Visual Art
06.21.19
Mrinalini Mukherjee Kaelen Wilson-Goldie

The Met Breuer hosts the artist’s sensuous rope sculptures.

Phenomenal Nature: Mrinalini Mukherjee, installation view. Image courtesy Met Breuer.

Phenomenal Nature: Mrinalini Mukherjee, Met Breuer, 945 Madison Avenue, New York City, through September 29, 2019

•   •   •

In the early 1960s, two prominent teachers at one of the most famous art schools in India—the Faculty of Fine Arts at the Maharaja Sayajirao University in Baroda (the city known today as Vadodara)—hit upon an ingenious idea for a biannual fundraising event. Instead of presenting the work they were doing in school, students were encouraged to get out of their classrooms and into the artisanal traditions of their wider community. The result was the Baroda Fine Arts Fair, where students and teachers alike experimented with making crafts, toys, and other such functional objects, which were sold to raise money for the economically underprivileged among them. The fair, which is still going strong, was a runaway success, not only because it tied a high-minded educational institution to the lives, makers, and rhythms of the city around it, but also because it pushed students off their academic perches and out of their proverbial comfort zones. As a result, some found the exact thing they had been looking for in their studios—a gesture, a material, a technique—to form the core of an exceptional art practice.

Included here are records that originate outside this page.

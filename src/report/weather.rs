//! Weather file report formatter
//!
//! Summarises an EPW series per field (min/max/mean) for the console and
//! JSON, and renders a point-trend chart with one toggleable trace per
//! field for Plotly/HTML output.

use super::utils::{export_json, format_number, render_standalone_html};
use super::OutputFormat;
use crate::errors::AppResult;
use crate::types::visualisation::{PlotlyChart, PlotlyLayout, PlotlyTrace};
use crate::types::weather::{UnitSystem, WeatherSeries, WEATHER_FIELDS};
use serde::Serialize;

/// Trace colours cycled across the weather fields
const FIELD_COLOURS: &[&str] = &[
    "#1F77B4", "#FF7F0E", "#2CA02C", "#D62728", "#9467BD", "#8C564B", "#E377C2", "#7F7F7F",
    "#BCBD22",
];

/// Min/max/mean summary for one weather field
#[derive(Debug, Clone, Serialize)]
pub struct WeatherFieldSummary {
    pub field: String,
    pub unit: String,
    pub min: f64,
    pub max: f64,
    pub mean: f64,
}

/// Weather report: site header plus per-field summaries
#[derive(Debug, Clone, Serialize)]
pub struct WeatherReport {
    pub city: String,
    pub state_province: String,
    pub country: String,
    pub record_count: usize,
    pub fields: Vec<WeatherFieldSummary>,
    #[serde(skip)]
    series: WeatherSeries,
}

/// Display unit for a field in the given unit system
fn field_unit(name: &str, units: UnitSystem) -> &'static str {
    let ip = units == UnitSystem::Ip;
    match name {
        "Dry Bulb Temperature" | "Dew Point Temperature" => {
            if ip {
                "degF"
            } else {
                "degC"
            }
        }
        "Relative Humidity" => "%",
        "Atmospheric Pressure" => {
            if ip {
                "inHg"
            } else {
                "Pa"
            }
        }
        "Global Horizontal Radiation"
        | "Direct Normal Radiation"
        | "Diffuse Horizontal Radiation" => {
            if ip {
                "Btu/h-ft2"
            } else {
                "Wh/m2"
            }
        }
        "Wind Direction" => "deg",
        "Wind Speed" => {
            if ip {
                "mph"
            } else {
                "m/s"
            }
        }
        _ => "",
    }
}

impl WeatherReport {
    pub fn new(series: WeatherSeries) -> Self {
        let fields = WEATHER_FIELDS
            .iter()
            .filter_map(|&name| {
                let values = series.field_values(name)?;
                if values.is_empty() {
                    return None;
                }
                let min = values.iter().fold(f64::INFINITY, |a, &b| a.min(b));
                let max = values.iter().fold(f64::NEG_INFINITY, |a, &b| a.max(b));
                let mean = values.iter().sum::<f64>() / values.len() as f64;
                Some(WeatherFieldSummary {
                    field: name.to_string(),
                    unit: field_unit(name, series.units).to_string(),
                    min,
                    max,
                    mean,
                })
            })
            .collect();

        Self {
            city: series.location.city.clone(),
            state_province: series.location.state_province.clone(),
            country: series.location.country.clone(),
            record_count: series.len(),
            fields,
            series,
        }
    }

    /// Build the point-trend chart: one line trace per field
    ///
    /// Dry bulb is shown by default; the other fields start legend-only so
    /// the chart opens readable and each can be toggled on.
    pub fn to_plotly_chart(&self) -> PlotlyChart {
        let timestamps: Vec<String> = self
            .series
            .records
            .iter()
            .map(|r| r.timestamp.format("%Y-%m-%d %H:%M").to_string())
            .collect();

        let data = WEATHER_FIELDS
            .iter()
            .enumerate()
            .filter_map(|(i, &name)| {
                let values = self.series.field_values(name)?;
                let unit = field_unit(name, self.series.units);
                let trace = PlotlyTrace::line(
                    timestamps.clone(),
                    values,
                    &format!("{} ({})", name, unit),
                    FIELD_COLOURS[i % FIELD_COLOURS.len()],
                );
                Some(if i == 0 {
                    trace
                } else {
                    trace.hidden_by_default()
                })
            })
            .collect();

        let layout = PlotlyLayout::basic(
            &format!("Weather Observations - {}", self.city),
            "Timestamp",
            "Value",
        )
        .with_legend();

        PlotlyChart { data, layout }
    }
}

/// Format a weather report in the requested output format
pub fn format_weather(report: &WeatherReport, format: &OutputFormat) -> AppResult<String> {
    match format {
        OutputFormat::Json => export_json(report),
        OutputFormat::Plotly => export_json(&report.to_plotly_chart()),
        OutputFormat::Html => render_standalone_html(
            &format!("Weather Observations - {}", report.city),
            &report.to_plotly_chart(),
        ),
        OutputFormat::Console => {
            let mut output = String::new();

            output.push_str("\n=== WEATHER FILE SUMMARY ===\n\n");
            output.push_str(&format!(
                "Site: {}, {}, {}\n",
                report.city, report.state_province, report.country
            ));
            output.push_str(&format!(
                "Records: {}\n\n",
                format_number(report.record_count)
            ));

            output.push_str(&format!(
                "  {:<30} │ {:>10} │ {:>10} │ {:>10} │\n",
                "Field", "Min", "Max", "Mean"
            ));
            output.push_str(
                "  ───────────────────────────────┼────────────┼────────────┼────────────┤\n",
            );
            for summary in &report.fields {
                output.push_str(&format!(
                    "  {:<30} │ {:>10.1} │ {:>10.1} │ {:>10.1} │\n",
                    format!("{} ({})", summary.field, summary.unit),
                    summary.min,
                    summary.max,
                    summary.mean
                ));
            }
            output.push('\n');

            Ok(output)
        }
    }
}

Phenomenal Nature: Mrinalini Mukherjee, installation view. Image courtesy Met Breuer.

Mrinalini Mukherjee, who, in 1965, at the age of sixteen, entered Baroda as a painter and then continued on as a graduate student in the decidedly medium-fluid program for mural design, apparently found all three at once while messing around with some rope from a Baroda market for the fair. She started making rugs and wall hangings by knotting the strands of a local variety of hemp called san or shani. Mukherjee wasn’t working on a loom and didn’t follow the rules of macramé. She devised her own knots and created her own frames and armatures. She worked the fibers by hand and usually knotted from the ground up. Within just a few years, Mukherjee had developed a powerful and expansive vocabulary of sculptural forms from those early, crafty experiments. Her final project for Baroda included Bougainvillea (1972), a wonderfully unruly wall hanging, which could be construed as a mural of some sort, replicating in hemp, jute, cotton, sisal, and wool the look of a bougainvillea bush climbing up the side of a building while shooting out stalks of lush green leaves and lurid pink flowers.

Phenomenal Nature: Mrinalini Mukherjee, installation view. Image courtesy Met Breuer.

For the next three decades, Mukherjee continued to push her chosen medium, lugging around huge bundles of rope that had to be straightened and dyed, dried out and twisted, knotted and shaped, suspended from ceilings or painstakingly contoured over freestanding armatures, sometimes taking a year or more to make a single complex piece. Her sculptures were distinctive not only for the texture and the shapes she achieved with her ropes, but also for the sheer force of her colors: deep purples, vivid indigos, striking reds and greens. And her works grew bigger. Alongside her increasingly large-scale, suspended or stand-alone sculptures, she made actual murals from thick curtains of knotted rope as commissions for public sculptures across India and abroad. (The only surviving example hangs at the Mahatma Gandhi Institute in Mauritius.) She played endlessly with the supposed boundaries between figuration and abstraction, nature and artifice, modernity and tradition, humble craft and high concept. Mukherjee gave her pieces mostly Sanskrit titles and drew on long traditions of temple adornment but insisted that her interest was only archeological. “My work is not,” she once famously argued, “the iconic representation of any particular religious belief.” Instead, she seemed to be reading her sources closely for signs of sexual pleasure, using them to elaborate a deeply sensuous formal language.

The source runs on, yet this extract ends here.